-- What you should do --
Scan the entries below. Report each line where the string "SessionShared" occurs.

-- Given data --
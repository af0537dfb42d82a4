//! Sync-speed piggybacking
//!
//! When an element changes, the session may hold the recompute briefly if
//! another element is predicted to change soon, so both land in one output.

use std::time::{Duration, Instant};

use serde::{Deserialize, Serialize};

/// How long an element's change may wait for others
///
/// Ordered from slowest to fastest, so `a >= b` reads "a is at least as fast as b".
#[derive(Debug, Clone, Copy, PartialEq, Eq, PartialOrd, Ord, Hash, Default, Serialize, Deserialize)]
pub enum SyncSpeed {
    /// Never triggers a recompute on its own
    Unsynced,
    /// Waits up to 3s
    Slowest,
    /// Waits up to 1s
    Slow,
    /// Waits up to 300ms
    #[default]
    Normal,
    /// Waits up to 100ms
    Fast,
    /// Publishes immediately
    Fastest,
}

impl SyncSpeed {
    /// Longest wait for a piggyback; `None` for [`SyncSpeed::Unsynced`]
    pub fn max_wait(self) -> Option<Duration> {
        match self {
            SyncSpeed::Fastest => Some(Duration::ZERO),
            SyncSpeed::Fast => Some(Duration::from_millis(100)),
            SyncSpeed::Normal => Some(Duration::from_millis(300)),
            SyncSpeed::Slow => Some(Duration::from_secs(1)),
            SyncSpeed::Slowest => Some(Duration::from_secs(3)),
            SyncSpeed::Unsynced => None,
        }
    }
}

/// Pick the recompute instant for a change to an element of speed `changed`
///
/// `others` yields the speed and predicted next update of every other visible
/// element. Only elements at least as fast as `changed` whose prediction falls
/// inside the wait window are considered; the soonest one wins. With no
/// candidate the recompute waits `settle` (never longer than the speed's
/// window) so that unpredicted changes arriving together still merge.
/// Returns `None` for unsynced elements, which never schedule a recompute.
pub fn sync_deadline<I>(changed: SyncSpeed, now: Instant, settle: Duration, others: I) -> Option<Instant>
where
    I: IntoIterator<Item = (SyncSpeed, Option<Instant>)>,
{
    let max_wait = changed.max_wait()?;
    if max_wait.is_zero() {
        return Some(now);
    }

    let window_end = now + max_wait;
    let piggyback = others
        .into_iter()
        .filter(|(speed, _)| *speed >= changed)
        .filter_map(|(_, estimate)| estimate)
        .filter(|estimate| *estimate > now && *estimate < window_end)
        .min();

    Some(piggyback.unwrap_or_else(|| now + settle.min(max_wait)))
}
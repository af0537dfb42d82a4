//! Public session handle
//!
//! A session displays the elements of many owners to one viewer. All
//! methods are safe to call from any thread; they only touch the owner
//! groups and post messages to the session's timing loop.

use std::collections::HashMap;
use std::sync::atomic::{AtomicBool, AtomicU64, Ordering};
use std::sync::Arc;
use std::thread;
use std::time::{Duration, Instant};

use crossbeam::channel::{unbounded, Sender};
use parking_lot::{Mutex, RwLock};

use super::core::SessionCore;
use super::runner::{ElementLink, Services, SessionMessage, SessionRunner, SessionShared};
use super::sink::OutputSink;
use super::{SessionError, SessionResult};
use crate::ui::Element;

/// Composes the elements of many owners for one viewer
///
/// Created by [`Registry::create_session`](super::Registry::create_session).
/// Dropping the last handle shuts the session down.
pub struct Session {
    shared: Arc<SessionShared>,
    inbox: Sender<SessionMessage>,
    thread: Mutex<Option<thread::JoinHandle<()>>>,
    closed: AtomicBool,
}

impl Session {
    pub(crate) fn spawn(viewer: &str, sink: Box<dyn OutputSink>, services: Services) -> SessionResult<Arc<Session>> {
        static NEXT_ID: AtomicU64 = AtomicU64::new(1);

        let core = SessionCore::new(&services.config.schedule, Instant::now())?;
        let shared = Arc::new(SessionShared {
            id: NEXT_ID.fetch_add(1, Ordering::Relaxed),
            viewer: Arc::from(viewer),
            groups: RwLock::new(HashMap::new()),
        });

        let (inbox, receiver) = unbounded();
        let runner = SessionRunner::new(Arc::clone(&shared), services, receiver, inbox.clone(), sink, core);
        let thread = thread::Builder::new()
            .name(format!("hint-session-{}", viewer))
            .spawn(move || runner.run())?;

        Ok(Arc::new(Session {
            shared,
            inbox,
            thread: Mutex::new(Some(thread)),
            closed: AtomicBool::new(false),
        }))
    }

    /// Viewer this session renders for
    pub fn viewer(&self) -> &str {
        &self.shared.viewer
    }

    /// Process-unique session number
    pub fn id(&self) -> u64 {
        self.shared.id
    }

    /// Whether [`shutdown`](Self::shutdown) has run
    pub fn is_closed(&self) -> bool {
        self.closed.load(Ordering::Acquire)
    }

    /// Show `element` as part of `owner`'s group
    ///
    /// Adding an element twice to the same group is a no-op. An element
    /// already shown elsewhere is rejected.
    pub fn add(&self, owner: &str, element: Arc<Element>) -> SessionResult<()> {
        self.ensure_open()?;

        {
            let mut groups = self.shared.groups.write();
            if let Some(current) = element.owner_in(self.shared.id) {
                return if current == owner { Ok(()) } else { Err(SessionError::AlreadyAttached) };
            }

            element.attach(ElementLink {
                session_id: self.shared.id,
                owner: owner.to_string(),
                viewer: Arc::clone(&self.shared.viewer),
                inbox: self.inbox.clone(),
            })?;
            groups.entry(owner.to_string()).or_default().push(element);
        }

        self.post(SessionMessage::GroupsChanged);
        Ok(())
    }

    /// Add several elements; stops at the first rejected one
    pub fn add_all<I>(&self, owner: &str, elements: I) -> SessionResult<()>
    where
        I: IntoIterator<Item = Arc<Element>>,
    {
        for element in elements {
            self.add(owner, element)?;
        }
        Ok(())
    }

    /// Remove `element` from whichever group holds it
    pub fn remove(&self, element: &Arc<Element>) -> bool {
        let removed = {
            let mut groups = self.shared.groups.write();
            let Some(owner) = element.owner_in(self.shared.id) else {
                return false;
            };

            if let Some(group) = groups.get_mut(&owner) {
                group.retain(|e| !Arc::ptr_eq(e, element));
                if group.is_empty() {
                    groups.remove(&owner);
                }
            }
            element.detach(self.shared.id)
        };

        if removed {
            self.post(SessionMessage::GroupsChanged);
        }
        removed
    }

    /// Remove every element of `owner` whose id is `id`
    pub fn remove_by_id(&self, owner: &str, id: &str) -> usize {
        let removed: Vec<Arc<Element>> = {
            let mut groups = self.shared.groups.write();
            let Some(group) = groups.get_mut(owner) else {
                return 0;
            };

            let (matching, kept): (Vec<_>, Vec<_>) = std::mem::take(group).into_iter().partition(|e| e.id() == id);
            *group = kept;
            if group.is_empty() {
                groups.remove(owner);
            }
            matching
        };

        for element in &removed {
            element.detach(self.shared.id);
        }
        if !removed.is_empty() {
            self.post(SessionMessage::GroupsChanged);
        }
        removed.len()
    }

    /// Remove every element of `owner`
    pub fn clear(&self, owner: &str) -> usize {
        let removed = self.shared.clear_group(owner);
        self.post(SessionMessage::CancelExpiry(owner.to_string()));
        if removed > 0 {
            self.post(SessionMessage::GroupsChanged);
        }
        removed
    }

    /// Replace `owner`'s group with `elements` for `duration`
    ///
    /// The group is cleared when the duration elapses unless it has been
    /// replaced by another temporary group in the meantime.
    pub fn add_temporary<I>(&self, owner: &str, elements: I, duration: Duration) -> SessionResult<()>
    where
        I: IntoIterator<Item = Arc<Element>>,
    {
        self.ensure_open()?;
        self.clear(owner);
        self.add_all(owner, elements)?;
        // A duration past the end of representable time never expires
        if let Some(at) = Instant::now().checked_add(duration) {
            self.post(SessionMessage::Expire { owner: owner.to_string(), at });
        }
        Ok(())
    }

    /// Elements of `owner`
    pub fn elements(&self, owner: &str) -> Vec<Arc<Element>> {
        self.shared.groups.read().get(owner).cloned().unwrap_or_default()
    }

    /// Elements of every owner
    pub fn all_elements(&self) -> Vec<Arc<Element>> {
        self.shared.all_elements()
    }

    /// Owners with at least one element
    pub fn owners(&self) -> Vec<String> {
        let mut owners: Vec<String> = self.shared.groups.read().keys().cloned().collect();
        owners.sort();
        owners
    }

    /// Recompute as soon as possible
    pub fn force_update(&self) {
        self.post(SessionMessage::ForceUpdate);
    }

    /// Suspend the timing loop; pending work is kept
    pub fn pause(&self) {
        self.post(SessionMessage::Pause);
    }

    /// Undo [`pause`](Self::pause)
    pub fn resume(&self) {
        self.post(SessionMessage::Resume);
    }

    /// Stop the timing loop and release every element
    ///
    /// A recompute still running is discarded without being delivered.
    pub fn shutdown(&self) {
        if self.closed.swap(true, Ordering::AcqRel) {
            return;
        }

        self.post(SessionMessage::Shutdown);
        if let Some(thread) = self.thread.lock().take() {
            if thread.thread().id() != thread::current().id() && thread.join().is_err() {
                log::error!("Session loop for '{}' terminated abnormally", self.shared.viewer);
            }
        }

        let owners: Vec<String> = self.shared.groups.read().keys().cloned().collect();
        for owner in owners {
            self.shared.clear_group(&owner);
        }
    }

    fn ensure_open(&self) -> SessionResult<()> {
        if self.is_closed() {
            Err(SessionError::SessionClosed)
        } else {
            Ok(())
        }
    }

    fn post(&self, message: SessionMessage) {
        // Fails only once the loop has stopped
        let _ = self.inbox.send(message);
    }
}

impl std::fmt::Debug for Session {
    fn fmt(&self, f: &mut std::fmt::Formatter<'_>) -> std::fmt::Result {
        f.debug_struct("Session")
            .field("id", &self.shared.id)
            .field("viewer", &self.shared.viewer)
            .field("closed", &self.is_closed())
            .finish()
    }
}

impl Drop for Session {
    fn drop(&mut self) {
        self.shutdown();
    }
}
//! Least-recently-used cache
//!
//! Entries live in a [`SlotMap`]; slot keys double as the links of an
//! intrusive doubly-linked recency list. A sentinel node closes the list
//! into a ring: `sentinel.next` is the most recently used entry and
//! `sentinel.prev` the least recently used one. Every operation is O(1)
//! and runs under one coarse lock.

use std::borrow::Borrow;
use std::collections::HashMap;
use std::hash::Hash;

use parking_lot::Mutex;
use slotmap::{DefaultKey, SlotMap};

use super::{CacheError, CacheResult};

/// Recency list node
struct Node<K, V> {
    /// `None` only for the sentinel
    entry: Option<(K, V)>,
    prev: DefaultKey,
    next: DefaultKey,
}

/// Map and list; always mutated together under the cache lock
struct LruInner<K, V> {
    map: HashMap<K, DefaultKey>,
    nodes: SlotMap<DefaultKey, Node<K, V>>,
    sentinel: DefaultKey,
    capacity: usize,
}

impl<K: Hash + Eq + Clone, V> LruInner<K, V> {
    fn new(capacity: usize) -> Self {
        let mut nodes = SlotMap::with_capacity(capacity + 1);
        let sentinel = nodes.insert_with_key(|key| Node {
            entry: None,
            prev: key,
            next: key,
        });

        Self {
            map: HashMap::with_capacity(capacity),
            nodes,
            sentinel,
            capacity,
        }
    }

    fn unlink(&mut self, key: DefaultKey) {
        let (prev, next) = {
            let node = &self.nodes[key];
            (node.prev, node.next)
        };
        self.nodes[prev].next = next;
        self.nodes[next].prev = prev;
    }

    fn push_front(&mut self, key: DefaultKey) {
        let head = self.nodes[self.sentinel].next;
        {
            let node = &mut self.nodes[key];
            node.prev = self.sentinel;
            node.next = head;
        }
        self.nodes[head].prev = key;
        self.nodes[self.sentinel].next = key;
    }

    fn promote(&mut self, key: DefaultKey) {
        self.unlink(key);
        self.push_front(key);
    }

    fn remove_node(&mut self, key: DefaultKey) -> Option<(K, V)> {
        self.unlink(key);
        let entry = self.nodes.remove(key)?.entry?;
        self.map.remove(&entry.0);
        Some(entry)
    }

    fn evict_lru(&mut self) -> Option<(K, V)> {
        let tail = self.nodes[self.sentinel].prev;
        if tail == self.sentinel {
            return None;
        }
        self.remove_node(tail)
    }

    fn clear(&mut self) {
        let sentinel = self.sentinel;
        self.nodes.retain(|key, _| key == sentinel);
        self.map.clear();
        let node = &mut self.nodes[sentinel];
        node.prev = sentinel;
        node.next = sentinel;
    }
}

/// Thread-safe fixed-capacity LRU cache
///
/// Values are handed out by clone, so large values are usually stored
/// behind an [`std::sync::Arc`].
pub struct LruCache<K, V> {
    inner: Mutex<LruInner<K, V>>,
}

impl<K: Hash + Eq + Clone, V: Clone> LruCache<K, V> {
    /// Create a cache holding at most `capacity` entries
    ///
    /// # Errors
    /// [`CacheError::ZeroCapacity`] when `capacity` is zero.
    pub fn new(capacity: usize) -> CacheResult<Self> {
        if capacity == 0 {
            return Err(CacheError::ZeroCapacity);
        }
        Ok(Self {
            inner: Mutex::new(LruInner::new(capacity)),
        })
    }

    /// Insert or replace an entry and mark it most recently used
    ///
    /// Returns the entry evicted to make room, if any.
    pub fn add(&self, key: K, value: V) -> Option<(K, V)> {
        let mut inner = self.inner.lock();

        if let Some(&node) = inner.map.get(&key) {
            if let Some(entry) = inner.nodes[node].entry.as_mut() {
                entry.1 = value;
            }
            inner.promote(node);
            return None;
        }

        let evicted = if inner.map.len() >= inner.capacity {
            inner.evict_lru()
        } else {
            None
        };

        let sentinel = inner.sentinel;
        let node = inner.nodes.insert(Node {
            entry: Some((key.clone(), value)),
            prev: sentinel,
            next: sentinel,
        });
        inner.push_front(node);
        inner.map.insert(key, node);

        evicted
    }

    /// Look up an entry, promoting it to most recently used on a hit
    pub fn try_get<Q>(&self, key: &Q) -> Option<V>
    where
        K: Borrow<Q>,
        Q: Hash + Eq + ?Sized,
    {
        let mut inner = self.inner.lock();
        let node = *inner.map.get(key)?;
        inner.promote(node);
        inner.nodes[node].entry.as_ref().map(|(_, value)| value.clone())
    }

    /// Remove an entry wherever it sits in the recency order
    pub fn try_remove<Q>(&self, key: &Q) -> Option<V>
    where
        K: Borrow<Q>,
        Q: Hash + Eq + ?Sized,
    {
        let mut inner = self.inner.lock();
        let node = *inner.map.get(key)?;
        inner.remove_node(node).map(|(_, value)| value)
    }

    /// Whether `key` is cached; does not touch recency
    pub fn contains<Q>(&self, key: &Q) -> bool
    where
        K: Borrow<Q>,
        Q: Hash + Eq + ?Sized,
    {
        self.inner.lock().map.contains_key(key)
    }

    /// Keys from most to least recently used
    pub fn keys(&self) -> Vec<K> {
        let inner = self.inner.lock();
        let mut keys = Vec::with_capacity(inner.map.len());
        let mut cursor = inner.nodes[inner.sentinel].next;
        while cursor != inner.sentinel {
            let node = &inner.nodes[cursor];
            if let Some((key, _)) = &node.entry {
                keys.push(key.clone());
            }
            cursor = node.next;
        }
        keys
    }

    /// Drop every entry
    pub fn clear(&self) {
        self.inner.lock().clear();
    }

    /// Number of cached entries
    pub fn len(&self) -> usize {
        self.inner.lock().map.len()
    }

    /// Check if cache is empty
    pub fn is_empty(&self) -> bool {
        self.len() == 0
    }

    /// Maximum number of entries
    pub fn capacity(&self) -> usize {
        self.inner.lock().capacity
    }
}

impl<K, V> std::fmt::Debug for LruCache<K, V> {
    fn fmt(&self, f: &mut std::fmt::Formatter<'_>) -> std::fmt::Result {
        let inner = self.inner.lock();
        f.debug_struct("LruCache")
            .field("len", &inner.map.len())
            .field("capacity", &inner.capacity)
            .finish()
    }
}

#[cfg(test)]
mod tests {
    use super::*;
    use std::sync::Arc;
    use std::thread;

    #[test]
    fn test_zero_capacity_rejected() {
        assert_eq!(LruCache::<u32, u32>::new(0).unwrap_err(), CacheError::ZeroCapacity);
    }

    #[test]
    fn test_evicts_first_inserted() {
        let cache = LruCache::new(3).unwrap();
        cache.add("a", 1);
        cache.add("b", 2);
        cache.add("c", 3);

        let evicted = cache.add("d", 4);
        assert_eq!(evicted, Some(("a", 1)));
        assert_eq!(cache.len(), 3);
        assert!(!cache.contains("a"));
        assert_eq!(cache.keys(), vec!["d", "c", "b"]);
    }

    #[test]
    fn test_get_promotes() {
        let cache = LruCache::new(3).unwrap();
        cache.add("a", 1);
        cache.add("b", 2);
        cache.add("c", 3);

        assert_eq!(cache.try_get("a"), Some(1));
        let evicted = cache.add("d", 4);

        assert_eq!(evicted, Some(("b", 2)));
        assert!(cache.contains("a"));
    }

    #[test]
    fn test_miss_has_no_side_effects() {
        let cache = LruCache::new(2).unwrap();
        cache.add(1, "one");

        assert_eq!(cache.try_get(&7), None);
        assert_eq!(cache.len(), 1);
        assert_eq!(cache.keys(), vec![1]);
    }

    #[test]
    fn test_remove_missing_key() {
        let cache = LruCache::new(2).unwrap();
        cache.add(1, "one");

        assert_eq!(cache.try_remove(&2), None);
        assert_eq!(cache.len(), 1);
    }

    #[test]
    fn test_remove_from_middle() {
        let cache = LruCache::new(3).unwrap();
        cache.add(1, 10);
        cache.add(2, 20);
        cache.add(3, 30);

        assert_eq!(cache.try_remove(&2), Some(20));
        assert_eq!(cache.keys(), vec![3, 1]);

        cache.add(4, 40);
        cache.add(5, 50);
        assert_eq!(cache.keys(), vec![5, 4, 3]);
    }

    #[test]
    fn test_add_existing_updates_without_growing() {
        let cache = LruCache::new(2).unwrap();
        cache.add("k", 1);
        cache.add("other", 2);

        assert_eq!(cache.add("k", 5), None);
        assert_eq!(cache.len(), 2);
        assert_eq!(cache.try_get("k"), Some(5));
        assert_eq!(cache.keys(), vec!["k", "other"]);
    }

    #[test]
    fn test_capacity_one() {
        let cache = LruCache::new(1).unwrap();
        cache.add(1, 1);
        assert_eq!(cache.add(2, 2), Some((1, 1)));
        assert_eq!(cache.try_get(&2), Some(2));
        assert_eq!(cache.len(), 1);
    }

    #[test]
    fn test_clear_resets_list() {
        let cache = LruCache::new(2).unwrap();
        cache.add(1, 1);
        cache.add(2, 2);
        cache.clear();

        assert!(cache.is_empty());
        assert!(cache.keys().is_empty());
        cache.add(3, 3);
        assert_eq!(cache.keys(), vec![3]);
    }

    #[test]
    fn test_concurrent_producers() {
        let cache = Arc::new(LruCache::new(64).unwrap());
        let handles: Vec<_> = (0..4)
            .map(|t| {
                let cache = Arc::clone(&cache);
                thread::spawn(move || {
                    for i in 0..200 {
                        cache.add(t * 1000 + i, i);
                        let _ = cache.try_get(&(t * 1000 + i / 2));
                    }
                })
            })
            .collect();

        for handle in handles {
            handle.join().unwrap();
        }

        assert_eq!(cache.len(), 64);
        assert_eq!(cache.keys().len(), 64);
    }
}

-- Reply --
use super::runner::{ElementLink, Services, SessionMessage, SessionRunner, SessionShared};
    shared: Arc<SessionShared>,
        let shared = Arc::new(SessionShared {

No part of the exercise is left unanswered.